Профессор политологии Технического университета Дрездена Вернер Патцельт, участвовавший в общем проекте по изучению «популизмов», считает, что помимо «левого» и «правого» популизма уже возник и получил большое распространение «межфланговый популизм», лишенный какой бы то ни было идеологической окраски и направленный против всего существующего политического истеблишмента. Сталкиваясь с ним, мы имеем дело с «постидеологической политикой» в ее ярчайшем выражении и вместе с тем оказываемся перед новой реальностью, где не только деление на «левых» и «правых», но даже на «диктатуры» и «демократии» перестает работать.
— Нам по инерции хочется считать, что популизм, вызревший на демократии, является «условно хорошим», терпимым, а популизм, существующий в авторитарных режимах, «условно плохой», поскольку ущемляет политические права граждан,— рассуждает профессор Патцельт.— Но на самом деле такое деление поверхностно, если вообще не ошибочно: четких границ между ними нет, везде происходит упрощение сложного в демагогических целях. Популизм — вирус, унифицирующий тех, на кого нападает, и он всегда опасный, кого бы ни атаковал. Единственная надежда в том, что страна с развитой политической культурой сможет легче им переболеть, но и эта надежда не абсолютна.

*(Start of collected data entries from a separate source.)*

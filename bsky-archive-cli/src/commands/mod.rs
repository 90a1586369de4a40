pub mod feed;
pub mod search;
pub mod trending;
pub mod user;
pub mod users;

use crate::prompt;
use anyhow::{Context as _, Result};
use bsky_archive_lib::filter::{self, TIMESTAMP_FORMAT};
use bsky_archive_lib::sources;
use bsky_archive_lib::thread::{self, EnrichOptions};
use bsky_archive_lib::{links, Actor, Archive, Config, TimeWindow, XrpcClient};
use clap::Args;
use indicatif::{ProgressBar, ProgressStyle};
use serde_json::Value;
use std::path::PathBuf;
use std::time::Instant;
use tracing::{error, info};

/// Everything a mode needs once the session is established.
pub struct Context {
    pub client: XrpcClient,
    pub config: Config,
    pub public: bool,
    pub workers: Option<usize>,
    pub max_comments: Option<usize>,
}

impl Context {
    /// `<output root>/<authed>`, or `<output root>/<public>` without a session.
    pub fn output_dir(&self, authed: &str, public: &str) -> PathBuf {
        let name = if self.public { public } else { authed };
        self.config.output_root.join(name)
    }

    /// Command-line overrides applied on top of a mode's defaults.
    pub fn enrich_options(&self, defaults: EnrichOptions) -> EnrichOptions {
        EnrichOptions {
            workers: self.workers.unwrap_or(defaults.workers),
            max_comments: self.max_comments.unwrap_or(defaults.max_comments),
        }
    }
}

/// Time window flags shared by the feed, timeline and trending modes.
#[derive(Args, Debug, Default)]
pub struct WindowArgs {
    /// Start of the window, "YYYY-MM-DD HH:MM:SS" (UTC)
    #[arg(long)]
    pub since: Option<String>,

    /// End of the window, "YYYY-MM-DD HH:MM:SS" (UTC)
    #[arg(long)]
    pub until: Option<String>,

    /// Skip the time window question and keep every post
    #[arg(long, conflicts_with_all = ["since", "until"])]
    pub no_time_filter: bool,
}

/// Resolve the time window from flags, asking interactively when none were given.
/// `None` means no filtering.
pub fn time_window(args: &WindowArgs) -> Result<Option<TimeWindow>> {
    if args.since.is_some() || args.until.is_some() {
        let window = TimeWindow::parse(
            args.since.as_deref().unwrap_or_default(),
            args.until.as_deref().unwrap_or_default(),
        )
        .with_context(|| format!("Invalid date format, use '{}'", TIMESTAMP_FORMAT))?;
        return Ok(Some(window));
    }
    if args.no_time_filter {
        return Ok(None);
    }

    if !prompt::confirm("\nApply a time window filter? (y/n): ")? {
        return Ok(None);
    }
    println!("Enter dates in 'YYYY-MM-DD HH:MM:SS' format (UTC). Leave blank for no limit.");
    let start = prompt::ask("Start time: ")?;
    let end = prompt::ask("End time: ")?;
    let window = TimeWindow::parse(&start, &end)
        .with_context(|| format!("Invalid date format, use '{}'", TIMESTAMP_FORMAT))?;
    Ok(Some(window))
}

/// Drop posts outside `window`, logging how many were kept.
pub fn apply_time_window(posts: Vec<Value>, window: Option<&TimeWindow>) -> Vec<Value> {
    let Some(window) = window.filter(|w| !w.is_open()) else {
        return posts;
    };
    let before = posts.len();
    let posts = filter::by_time(posts, window);
    info!("Time filter: kept {} of {} posts", posts.len(), before);
    posts
}

/// Attach `post_url`s and comment threads, with a progress bar on stderr.
pub async fn enrich(ctx: &Context, mut posts: Vec<Value>, options: EnrichOptions) -> Result<Vec<Value>> {
    links::inject_post_urls(&mut posts);
    if posts.is_empty() {
        return Ok(posts);
    }

    info!(
        "Fetching comments for {} posts using {} parallel workers...",
        posts.len(),
        options.workers
    );
    let started = Instant::now();

    let pb = ProgressBar::new(posts.len() as u64);
    pb.set_style(
        ProgressStyle::with_template("{spinner:.green} [{bar:40.cyan/blue}] {pos}/{len} posts ({eta})")?
            .progress_chars("#>-"),
    );
    let posts = thread::enrich_posts(&ctx.client, posts, options, || pb.inc(1)).await;
    pb.finish_and_clear();

    info!(
        "Comment fetching finished in {:.2} seconds",
        started.elapsed().as_secs_f64()
    );
    Ok(posts)
}

/// Save an archive. Write failures are reported but do not abort the run.
pub fn save(archive: &Archive, posts: &[Value]) {
    match archive.save(posts) {
        Ok(Some(path)) => info!("Successfully saved data to {}", path.display()),
        Ok(None) => info!("No posts to save."),
        Err(e) => error!("Failed to save {}: {:#}", archive.path().display(), e),
    }
}

/// Search users by keyword and let the user pick one. Returns the handle.
pub async fn select_actor(client: &XrpcClient, query: Option<String>) -> Result<Option<String>> {
    let query = match query {
        Some(q) => q,
        None => prompt::ask("Enter a name or keyword to search for users: ")?,
    };
    if query.is_empty() {
        println!("Search canceled.");
        return Ok(None);
    }

    let actors = sources::search_actors(client, &query).await;
    if actors.is_empty() {
        println!("No users found matching '{}'.", query);
        return Ok(None);
    }

    let picked = prompt::choose("--- Please Select a User ---", &actors, |_, a| actor_label(a))?;
    Ok(picked.map(|a| a.handle.clone()))
}

fn actor_label(actor: &Actor) -> String {
    match actor.display_name.as_deref().filter(|n| !n.is_empty()) {
        Some(name) => format!("@{} ({})", actor.handle, name),
        None => format!("@{}", actor.handle),
    }
}

/// Ask for a post limit unless `--all` or an explicit limit was given.
/// A limit of 0 means no limit.
pub fn post_limit(max: Option<usize>, all: bool, question: &str) -> Result<Option<usize>> {
    if all {
        return Ok(None);
    }
    let max = match max {
        Some(n) => Some(n),
        None => prompt::optional_count(question)?,
    };
    Ok(max.filter(|&n| n > 0))
}

pub fn log_total(started: Instant) {
    info!(
        "Total execution time: {:.2} seconds",
        started.elapsed().as_secs_f64()
    );
}
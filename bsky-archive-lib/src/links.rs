use crate::post;
use anyhow::{anyhow, Result};
use regex::Regex;
use serde_json::Value;

/// Drop non-printable characters (controls, zero-width and bidi marks,
/// non-breaking spaces) that sneak in when pasting from a browser, then trim.
pub fn clean_input(input: &str) -> String {
    input
        .chars()
        .filter(|&c| is_printable(c))
        .collect::<String>()
        .trim()
        .to_string()
}

fn is_printable(c: char) -> bool {
    if c.is_control() {
        return false;
    }
    if c.is_whitespace() && c != ' ' {
        return false;
    }
    !matches!(
        c,
        '\u{00ad}'
            | '\u{200b}'..='\u{200f}'
            | '\u{202a}'..='\u{202e}'
            | '\u{2060}'..='\u{2064}'
            | '\u{feff}'
    )
}

/// Convert at://did:plc:xxx/app.bsky.feed.post/yyy to https://bsky.app/profile/handle/post/yyy
pub fn post_url(handle: &str, at_uri: &str) -> String {
    let post_id = at_uri.rsplit('/').next().unwrap_or("");
    format!("https://bsky.app/profile/{}/post/{}", handle, post_id)
}

/// Add a clickable `post_url` to every item that has both an author handle
/// and a URI.
pub fn inject_post_urls(items: &mut [Value]) {
    for item in items.iter_mut() {
        let url = match (post::author_handle(item), post::uri(item)) {
            (Some(handle), Some(uri)) => post_url(handle, uri),
            _ => continue,
        };
        if let Some(view) = post::view_mut(item) {
            view.insert("post_url".to_string(), Value::String(url));
        }
    }
}

/// Find the first at:// URI in the provided text.
pub fn extract_at_uri(text: &str) -> Option<String> {
    let re = Regex::new(r"at://[^\s/]+(?:/[^\s/]+)*").ok()?;
    re.find(text).map(|m| m.as_str().to_string())
}

/// Parse a Bluesky feed URL and extract the creator and the feed's record key.
///
/// # Example
/// ```
/// use bsky_archive_lib::links::parse_feed_url;
/// let (actor, rkey) = parse_feed_url("https://bsky.app/profile/bsky.app/feed/whats-hot").unwrap();
/// assert_eq!(actor, "bsky.app");
/// assert_eq!(rkey, "whats-hot");
/// ```
pub fn parse_feed_url(url: &str) -> Result<(String, String)> {
    let url = url.trim_end_matches('/');
    let url = url.split(['?', '#']).next().unwrap_or(url);

    let parts: Vec<&str> = url.split('/').collect();

    let profile_idx = parts
        .iter()
        .position(|&p| p == "profile")
        .ok_or_else(|| anyhow!("Invalid Bluesky feed URL: missing 'profile' segment"))?;
    let feed_idx = parts
        .iter()
        .position(|&p| p == "feed")
        .ok_or_else(|| anyhow!("Invalid Bluesky feed URL: missing 'feed' segment"))?;

    if profile_idx + 1 >= parts.len() || feed_idx + 1 >= parts.len() {
        return Err(anyhow!("Invalid Bluesky feed URL: incomplete path"));
    }

    let actor = urlencoding::decode(parts[profile_idx + 1])
        .map_err(|_| anyhow!("Invalid Bluesky feed URL: bad percent-encoding"))?
        .into_owned();
    let rkey = parts[feed_idx + 1].to_string();

    Ok((actor, rkey))
}

/// Build the AT URI of a feed generator record.
pub fn feed_generator_uri(did: &str, rkey: &str) -> String {
    format!("at://{}/app.bsky.feed.generator/{}", did, rkey)
}

#[cfg(test)]
mod tests {
    use super::*;
    use serde_json::json;

    #[test]
    fn test_clean_input() {
        assert_eq!(clean_input("  nasa.bsky.social\n"), "nasa.bsky.social");
        assert_eq!(clean_input("\u{200b}nasa\u{feff}.bsky.social"), "nasa.bsky.social");
        assert_eq!(clean_input("two words\t"), "two words");
        assert_eq!(clean_input("caf\u{e9}"), "caf\u{e9}");
    }

    #[test]
    fn test_post_url() {
        let url = post_url(
            "alice.bsky.social",
            "at://did:plc:abc/app.bsky.feed.post/3kxyz",
        );
        assert_eq!(url, "https://bsky.app/profile/alice.bsky.social/post/3kxyz");
    }

    #[test]
    fn test_inject_post_urls_both_shapes() {
        let mut items = vec![
            json!({"post": {"uri": "at://did:plc:a/app.bsky.feed.post/1", "author": {"handle": "a.test"}}}),
            json!({"uri": "at://did:plc:b/app.bsky.feed.post/2", "author": {"handle": "b.test"}}),
            json!({"post": {"uri": "at://did:plc:c/app.bsky.feed.post/3", "author": {}}}),
        ];
        inject_post_urls(&mut items);

        assert_eq!(
            items[0]["post"]["post_url"],
            "https://bsky.app/profile/a.test/post/1"
        );
        assert_eq!(items[1]["post_url"], "https://bsky.app/profile/b.test/post/2");
        assert!(items[2]["post"].get("post_url").is_none());
    }

    #[test]
    fn test_extract_at_uri() {
        let text = "feed is at://did:plc:z72i7hdynmk6r22z27h6tvur/app.bsky.feed.generator/whats-hot ok";
        assert_eq!(
            extract_at_uri(text).as_deref(),
            Some("at://did:plc:z72i7hdynmk6r22z27h6tvur/app.bsky.feed.generator/whats-hot")
        );
        assert_eq!(extract_at_uri("https://bsky.app/profile/x"), None);
        assert_eq!(extract_at_uri(""), None);
    }

    #[test]
    fn test_parse_feed_url_with_query() {
        let (actor, rkey) =
            parse_feed_url("https://bsky.app/profile/did%3Aplc%3Aabc/feed/science?ref=share").unwrap();
        assert_eq!(actor, "did:plc:abc");
        assert_eq!(rkey, "science");
    }

    #[test]
    fn test_parse_feed_url_rejects_post_url() {
        assert!(parse_feed_url("https://bsky.app/profile/user.bsky.social/post/abc123").is_err());
        assert!(parse_feed_url("https://bsky.app/profile/user.bsky.social/feed").is_err());
    }

    #[test]
    fn test_feed_generator_uri() {
        assert_eq!(
            feed_generator_uri("did:plc:abc", "science"),
            "at://did:plc:abc/app.bsky.feed.generator/science"
        );
    }
}
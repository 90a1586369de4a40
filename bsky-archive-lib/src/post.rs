//! Accessors over raw post JSON.
//!
//! Feed and timeline endpoints wrap each post view as `{"post": {...}}`,
//! while search returns bare post views. These helpers look through either
//! shape so the rest of the crate can pass upstream JSON through unchanged.

use chrono::{DateTime, NaiveDateTime, Utc};
use serde_json::{Map, Value};

/// The post view inside an item, whichever shape it has.
pub fn view(item: &Value) -> &Value {
    match item.get("post") {
        Some(inner) if inner.is_object() => inner,
        _ => item,
    }
}

pub fn view_mut(item: &mut Value) -> Option<&mut Map<String, Value>> {
    let wrapped = item.get("post").is_some_and(Value::is_object);
    if wrapped {
        item.get_mut("post").and_then(Value::as_object_mut)
    } else {
        item.as_object_mut()
    }
}

pub fn uri(item: &Value) -> Option<&str> {
    view(item).get("uri").and_then(Value::as_str)
}

pub fn author_handle(item: &Value) -> Option<&str> {
    view(item)
        .get("author")
        .and_then(|a| a.get("handle"))
        .and_then(Value::as_str)
}

pub fn text(item: &Value) -> Option<&str> {
    view(item)
        .get("record")
        .and_then(|r| r.get("text"))
        .and_then(Value::as_str)
}

/// `record.createdAt`, parsed as UTC.
pub fn created_at(item: &Value) -> Option<DateTime<Utc>> {
    view(item)
        .get("record")
        .and_then(|r| r.get("createdAt"))
        .and_then(Value::as_str)
        .and_then(parse_timestamp)
}

/// `record.langs`, or an empty list.
pub fn langs(item: &Value) -> Vec<&str> {
    view(item)
        .get("record")
        .and_then(|r| r.get("langs"))
        .and_then(Value::as_array)
        .map(|langs| langs.iter().filter_map(Value::as_str).collect())
        .unwrap_or_default()
}

/// Make sure the item carries a `comments` array for thread enrichment.
pub fn init_comments(item: &mut Value) {
    if let Some(obj) = item.as_object_mut() {
        obj.entry("comments")
            .or_insert_with(|| Value::Array(Vec::new()));
    }
}

/// RFC 3339 with `Z` or an offset; timestamps with no zone are taken as UTC.
pub fn parse_timestamp(raw: &str) -> Option<DateTime<Utc>> {
    if let Ok(dt) = DateTime::parse_from_rfc3339(raw) {
        return Some(dt.with_timezone(&Utc));
    }
    NaiveDateTime::parse_from_str(raw, "%Y-%m-%dT%H:%M:%S%.f")
        .ok()
        .map(|naive| naive.and_utc())
}
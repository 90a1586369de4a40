//! Bearer-token session against an XRPC host.
//!
//! An [`XrpcClient`] is either authenticated, holding an access/refresh token
//! pair minted by `com.atproto.server.createSession`, or public, talking to
//! the unauthenticated AppView host. Clones share the token state, so a
//! refresh performed by one worker is picked up by every other.

use crate::error::ApiError;
use crate::links::clean_input;
use anyhow::{anyhow, Context, Result};
use parking_lot::RwLock;
use serde::Deserialize;
use serde_json::{json, Map, Value};
use std::sync::Arc;
use std::time::Duration;
use tracing::{debug, info, warn};

/// Default host for authenticated requests.
pub const AUTH_HOST: &str = "https://bsky.social";
/// Default host for unauthenticated requests.
pub const PUBLIC_HOST: &str = "https://public.api.bsky.app";

const REQUEST_TIMEOUT: Duration = Duration::from_secs(20);
const SESSION_TIMEOUT: Duration = Duration::from_secs(15);

/// Login identifier (handle or email) and app password.
#[derive(Debug, Clone)]
pub struct Credentials {
    identifier: String,
    password: String,
}

impl Credentials {
    pub fn new(identifier: &str, password: &str) -> Self {
        Self {
            identifier: clean_input(identifier),
            password: clean_input(password),
        }
    }

    pub fn identifier(&self) -> &str {
        &self.identifier
    }
}

#[derive(Debug, Default, Deserialize)]
struct SessionResponse {
    #[serde(rename = "accessJwt")]
    access_jwt: Option<String>,
    #[serde(rename = "refreshJwt")]
    refresh_jwt: Option<String>,
    did: Option<String>,
    handle: Option<String>,
}

#[derive(Debug, Clone, Default)]
struct Tokens {
    access_jwt: Option<String>,
    refresh_jwt: Option<String>,
}

impl Tokens {
    fn is_active(&self) -> bool {
        self.access_jwt.is_some()
    }
}

#[derive(Debug)]
struct Auth {
    tokens: RwLock<Tokens>,
    // Held for the whole refresh round-trip so concurrent workers that all
    // saw `ExpiredToken` spend the refresh token only once.
    refreshing: tokio::sync::Mutex<()>,
}

impl Auth {
    fn access_jwt(&self) -> Option<String> {
        self.tokens.read().access_jwt.clone()
    }
}

#[derive(Debug, Clone)]
pub struct XrpcClient {
    http: reqwest::Client,
    host: String,
    auth: Option<Arc<Auth>>,
}

impl XrpcClient {
    /// A client for the unauthenticated public API.
    pub fn public(host: &str) -> Self {
        Self {
            http: reqwest::Client::new(),
            host: host.trim_end_matches('/').to_string(),
            auth: None,
        }
    }

    /// Create a session with `createSession` and return an authenticated client.
    pub async fn login(host: &str, credentials: &Credentials) -> Result<Self> {
        let host = host.trim_end_matches('/').to_string();
        let http = reqwest::Client::new();

        info!("Attempting to create a session...");

        let response = http
            .post(format!("{}/xrpc/com.atproto.server.createSession", host))
            .json(&json!({
                "identifier": credentials.identifier,
                "password": credentials.password,
            }))
            .timeout(SESSION_TIMEOUT)
            .send()
            .await
            .context("Network error while creating session")?;

        let status = response.status();
        let body = response
            .text()
            .await
            .context("Failed to read session response")?;
        if !status.is_success() {
            return Err(ApiError::from_response(status.as_u16(), &body))
                .context("Failed to create session");
        }

        let session: SessionResponse =
            serde_json::from_str(&body).context("Failed to parse session response")?;
        if session.access_jwt.is_none() {
            return Err(anyhow!("Session response did not contain an access token"));
        }

        info!(
            "Session created successfully for handle: {} ({})",
            session
                .handle
                .as_deref()
                .unwrap_or(credentials.identifier()),
            session.did.as_deref().unwrap_or("unknown DID")
        );

        Ok(Self {
            http,
            host,
            auth: Some(Arc::new(Auth {
                tokens: RwLock::new(Tokens {
                    access_jwt: session.access_jwt,
                    refresh_jwt: session.refresh_jwt,
                }),
                refreshing: tokio::sync::Mutex::new(()),
            })),
        })
    }

    /// Mint a new access token with the refresh token. The caller holds
    /// `auth.refreshing`.
    ///
    /// The refresh token is only replaced when the server sends a new one.
    /// On failure the session is deactivated and later requests fail with
    /// [`ApiError::Inactive`].
    async fn refresh_locked(&self, auth: &Auth) -> Result<(), ApiError> {
        warn!("Access token expired or invalid. Attempting refresh...");

        let refresh_jwt = auth.tokens.read().refresh_jwt.clone();
        let Some(refresh_jwt) = refresh_jwt else {
            warn!("No refresh token available. Cannot refresh session.");
            auth.tokens.write().access_jwt = None;
            return Err(ApiError::Inactive);
        };

        match self.request_refresh(&refresh_jwt).await {
            Ok(session) => {
                let mut tokens = auth.tokens.write();
                tokens.access_jwt = session.access_jwt;
                if session.refresh_jwt.is_some() {
                    tokens.refresh_jwt = session.refresh_jwt;
                }
                if !tokens.is_active() {
                    return Err(ApiError::Inactive);
                }
                info!("Session refreshed successfully.");
                Ok(())
            }
            Err(err) => {
                warn!("Failed to refresh session: {}", err);
                auth.tokens.write().access_jwt = None;
                Err(err)
            }
        }
    }

    async fn request_refresh(&self, refresh_jwt: &str) -> Result<SessionResponse, ApiError> {
        let response = self
            .http
            .post(format!("{}/xrpc/com.atproto.server.refreshSession", self.host))
            .bearer_auth(refresh_jwt)
            .timeout(SESSION_TIMEOUT)
            .send()
            .await?;

        let status = response.status();
        let body = response.text().await?;
        if !status.is_success() {
            return Err(ApiError::from_response(status.as_u16(), &body));
        }

        Ok(serde_json::from_str(&body).unwrap_or_default())
    }

    /// `GET {host}/xrpc/{endpoint}` with the given query parameters.
    ///
    /// An expired access token is refreshed and the identical request is
    /// re-issued exactly once.
    pub async fn get(&self, endpoint: &str, params: &[(&str, String)]) -> Result<Value, ApiError> {
        let Some(auth) = &self.auth else {
            return self.send(endpoint, params, None).await;
        };

        let used = auth.access_jwt().ok_or(ApiError::Inactive)?;
        match self.send(endpoint, params, Some(&used)).await {
            Err(err) if err.is_expired_token() => {
                {
                    let _refreshing = auth.refreshing.lock().await;
                    // Another worker may have refreshed while this request was in flight.
                    if auth.access_jwt().as_deref() == Some(used.as_str())
                        && self.refresh_locked(auth).await.is_err()
                    {
                        return Err(err);
                    }
                }
                let current = auth.access_jwt().ok_or(ApiError::Inactive)?;
                self.send(endpoint, params, Some(&current)).await
            }
            other => other,
        }
    }

    async fn send(
        &self,
        endpoint: &str,
        params: &[(&str, String)],
        access_jwt: Option<&str>,
    ) -> Result<Value, ApiError> {
        let mut request = self
            .http
            .get(format!("{}/xrpc/{}", self.host, endpoint))
            .query(params)
            .timeout(REQUEST_TIMEOUT);

        if let Some(access_jwt) = access_jwt {
            request = request.bearer_auth(access_jwt);
        }

        debug!(endpoint, "GET");

        let response = request.send().await?;
        let status = response.status();
        let body = response.text().await?;

        if !status.is_success() {
            return Err(ApiError::from_response(status.as_u16(), &body));
        }

        Ok(parse_body(&body))
    }
}

/// Empty bodies become `null`; bodies that are not JSON become `{}`.
fn parse_body(body: &str) -> Value {
    if body.trim().is_empty() {
        return Value::Null;
    }
    serde_json::from_str(body).unwrap_or_else(|_| Value::Object(Map::new()))
}
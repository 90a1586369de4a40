use super::{enrich, log_total, post_limit, save, time_window, Context, WindowArgs};
use crate::prompt;
use anyhow::Result;
use bsky_archive_lib::output::handle_slug;
use bsky_archive_lib::thread::EnrichOptions;
use bsky_archive_lib::{sources, Archive};
use clap::Args;
use futures::stream::{self, StreamExt};
use std::time::Instant;
use tracing::info;

/// Lighter defaults: several timelines are enriched back to back.
const MULTI_USER: EnrichOptions = EnrichOptions {
    workers: 5,
    max_comments: 75,
};

#[derive(Args, Debug)]
pub struct UsersArgs {
    /// Handles to archive, separated by spaces or commas
    pub handles: Vec<String>,

    /// Maximum number of posts per user
    #[arg(short = 'n', long)]
    pub max_per_user: Option<usize>,

    /// Fetch every post in the window without asking for a limit
    #[arg(long, conflicts_with = "max_per_user")]
    pub all: bool,

    #[command(flatten)]
    pub window: WindowArgs,
}

pub async fn run(ctx: &Context, args: UsersArgs) -> Result<()> {
    let mut handles = parse_handles(&args.handles.join(","));
    if handles.is_empty() {
        let input = prompt::ask("Enter the handles to archive, separated by commas: ")?;
        handles = parse_handles(&input);
    }
    if handles.is_empty() {
        info!("No target handles provided. Exiting.");
        return Ok(());
    }

    let window = time_window(&args.window)?.unwrap_or_default();
    let max = post_limit(
        args.max_per_user,
        args.all,
        "Maximum number of posts per user (leave blank for all): ",
    )?;
    let options = ctx.enrich_options(MULTI_USER);

    let started = Instant::now();
    info!(
        "Fetching timelines for {} users using {} parallel workers...",
        handles.len(),
        options.workers
    );
    let client = &ctx.client;
    let timelines: Vec<(String, Vec<serde_json::Value>)> = stream::iter(handles)
        .map(|handle| async move {
            let posts = sources::get_author_feed(client, &handle, window, max).await;
            (handle, posts)
        })
        .buffered(options.workers.max(1))
        .collect()
        .await;
    info!(
        "Fetched all timelines in {:.2} seconds",
        started.elapsed().as_secs_f64()
    );

    for (handle, posts) in timelines {
        if posts.is_empty() {
            info!("No posts found for @{}, skipping.", handle);
            continue;
        }
        info!("Processing {} posts for @{}", posts.len(), handle);
        let posts = enrich(ctx, posts, options).await?;

        let archive = Archive::new(
            ctx.config.output_root.join("multiple_user"),
            &format!("posts_{}", handle_slug(&handle)),
        );
        save(&archive, &posts);
    }

    log_total(started);
    Ok(())
}

/// Split on commas and whitespace, dropping blanks, leading `@` and repeats.
fn parse_handles(input: &str) -> Vec<String> {
    let mut handles: Vec<String> = Vec::new();
    for raw in input.split(|c: char| c == ',' || c.is_whitespace()) {
        let handle = raw.trim().trim_start_matches('@');
        if !handle.is_empty() && !handles.iter().any(|h| h == handle) {
            handles.push(handle.to_string());
        }
    }
    handles
}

При этом уже не очень понятно, что считать выздоровлением. Как полагает Андрей Рябов, член научного совета Московского центра Карнеги, сила современного популизма — в отсутствии проектов будущего у традиционных политических игроков. Либерализм (как когдато в нашей стране социализм) не может объяснить «простому европейскому человеку» (а таких простых людей, как показали те же итальянские или немецкие выборы, в Европе немало), почему завтра он будет жить лучше, чем вчера, какие новые блага получит и как расширит свои возможности. Соответственно выздоравливать по либеральным рецептам не все готовы, а многие откровенно не хотят.